Speaker
Description
In this work we present the adaptation of the popular clustering algorithm DBSCAN to reconstruct the primary vertex (PV) at the hardware trigger level in collisions at the High-Luminosity LHC. Nominally, PV reconstruction is performed by a simple histogram-based algorithm. The main challenge in PV reconstruction is that the particle tracks need to be processed in a low-latency environment $\mathcal{O}$(1 μs). To achieve this an accelerated version of the DBSCAN algorithm was developed to run in a Field Programmable Gate Array (FPGA). A CPU-optimized version of DBSCAN was implemented in C++ to serve as a benchmark for comparison. The CPU version of DBSCAN resulted in an average PV reconstruction latency of 93 μs, while the FPGA firmware only had a latency of 0.73 μs resulting in a 127x speedup. The speedup is a result of running all the input tracks in parallel, which ultimately results in high resource consumption, of up to 48.6 % of the available logic. Most of the logic was attributed to the use of sorting networks that allows for the parallel processing of the input tracks. To tune the firmware for a specific latency and resource usage constraints, the firmware has been parametrized by the number of input tracks to consider at a time. The accelerated DBSCAN method yielded a higher PV reconstruction efficiency when compared to the simpler histogram-based method.

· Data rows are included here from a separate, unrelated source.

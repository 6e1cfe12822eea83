//! Cloudflare v4 DNS records API

use super::{DnsError, DnsOperations};
use ecs_deploy_common::defaults::DNS_TTL_SECS;
use ecs_deploy_common::{DnsRecordId, ZoneId};
use reqwest::StatusCode;
use serde::de::{DeserializeOwned, IgnoredAny};
use serde::{Deserialize, Serialize};
use std::time::Duration;
use tracing::debug;

/// Public API endpoint
pub const API_BASE_URL: &str = "https://api.cloudflare.com/client/v4";

/// Response envelope shared by every Cloudflare endpoint
#[derive(Debug, Deserialize)]
struct Envelope<T> {
    success: bool,
    #[serde(default)]
    errors: Vec<ApiMessage>,
    result: Option<T>,
}

#[derive(Debug, Deserialize)]
struct ApiMessage {
    code: i64,
    message: String,
}

#[derive(Debug, Deserialize)]
struct DnsRecord {
    id: String,
}

#[derive(Debug, Serialize)]
struct NewRecord<'a> {
    #[serde(rename = "type")]
    record_type: &'a str,
    name: &'a str,
    content: &'a str,
    ttl: u32,
    proxied: bool,
}

/// Cloudflare DNS client authenticated with an API token
pub struct CloudflareClient {
    http: reqwest::Client,
    base_url: String,
    token: String,
}

impl std::fmt::Debug for CloudflareClient {
    fn fmt(&self, f: &mut std::fmt::Formatter<'_>) -> std::fmt::Result {
        f.debug_struct("CloudflareClient")
            .field("base_url", &self.base_url)
            .finish_non_exhaustive()
    }
}

impl CloudflareClient {
    /// Create a client whose every request is bounded by `timeout`
    pub fn new(token: impl Into<String>, timeout: Duration) -> Result<Self, DnsError> {
        Self::with_base_url(token, timeout, API_BASE_URL)
    }

    /// Create a client against a different API endpoint
    pub fn with_base_url(
        token: impl Into<String>,
        timeout: Duration,
        base_url: impl Into<String>,
    ) -> Result<Self, DnsError> {
        let http = reqwest::Client::builder().timeout(timeout).build()?;
        Ok(Self {
            http,
            base_url: base_url.into().trim_end_matches('/').to_string(),
            token: token.into(),
        })
    }

    fn records_url(&self, zone: &ZoneId) -> String {
        format!("{}/zones/{}/dns_records", self.base_url, zone)
    }

    async fn send<T: DeserializeOwned>(
        &self,
        request: reqwest::RequestBuilder,
    ) -> Result<T, DnsError> {
        let response = request.bearer_auth(&self.token).send().await?;
        let status = response.status();
        let body = response.text().await?;
        parse_response(status, &body)
    }
}

/// Check the HTTP status and the envelope, then extract the result.
fn parse_response<T: DeserializeOwned>(status: StatusCode, body: &str) -> Result<T, DnsError> {
    if !status.is_success() {
        let message = serde_json::from_str::<Envelope<IgnoredAny>>(body)
            .ok()
            .filter(|e| !e.errors.is_empty())
            .map(|e| describe_errors(&e.errors))
            .unwrap_or_else(|| {
                status
                    .canonical_reason()
                    .unwrap_or("unknown status")
                    .to_string()
            });
        return Err(DnsError::Status {
            status: status.as_u16(),
            message,
        });
    }

    let envelope: Envelope<T> = serde_json::from_str(body)?;
    if !envelope.success {
        return Err(DnsError::Rejected(describe_errors(&envelope.errors)));
    }
    envelope.result.ok_or(DnsError::MissingResult)
}

fn describe_errors(errors: &[ApiMessage]) -> String {
    if errors.is_empty() {
        return "no error details".to_string();
    }
    errors
        .iter()
        .map(|e| format!("{} ({})", e.message, e.code))
        .collect::<Vec<_>>()
        .join("; ")
}

impl DnsOperations for CloudflareClient {
    async fn create_cname(
        &self,
        zone: &ZoneId,
        name: &str,
        target: &str,
    ) -> Result<DnsRecordId, DnsError> {
        let body = NewRecord {
            record_type: "CNAME",
            name,
            content: target,
            ttl: DNS_TTL_SECS,
            proxied: false,
        };
        let record: DnsRecord = self
            .send(self.http.post(self.records_url(zone)).json(&body))
            .await?;
        debug!(record_id = %record.id, name = %name, "Created CNAME record");
        Ok(DnsRecordId::new(record.id))
    }

    async fn find_cname(&self, zone: &ZoneId, name: &str) -> Result<Vec<DnsRecordId>, DnsError> {
        let records: Vec<DnsRecord> = self
            .send(
                self.http
                    .get(self.records_url(zone))
                    .query(&[("type", "CNAME"), ("name", name)]),
            )
            .await?;
        Ok(records.into_iter().map(|r| DnsRecordId::new(r.id)).collect())
    }

    async fn delete_record(&self, zone: &ZoneId, record: &DnsRecordId) -> Result<(), DnsError> {
        let url = format!("{}/{}", self.records_url(zone), record);
        let _: IgnoredAny = self.send(self.http.delete(url)).await?;
        Ok(())
    }
}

As clustering applications are prominent in High Energy Physics, we modified the accelerated DBSCAN algorithm for higher-dimensional datasets.
Significance
In general the DBSCAN clustering algorithm is one of the most flexibility and accurate clustering algorithms available. This work demonstrates that DBSCAN can be utilized in a low-latency environment by using FPGA acceleration. The accelerated algorithm was used to reconstruct primary vertices in collisions at the LHC, however it can be generalized to any clustering application.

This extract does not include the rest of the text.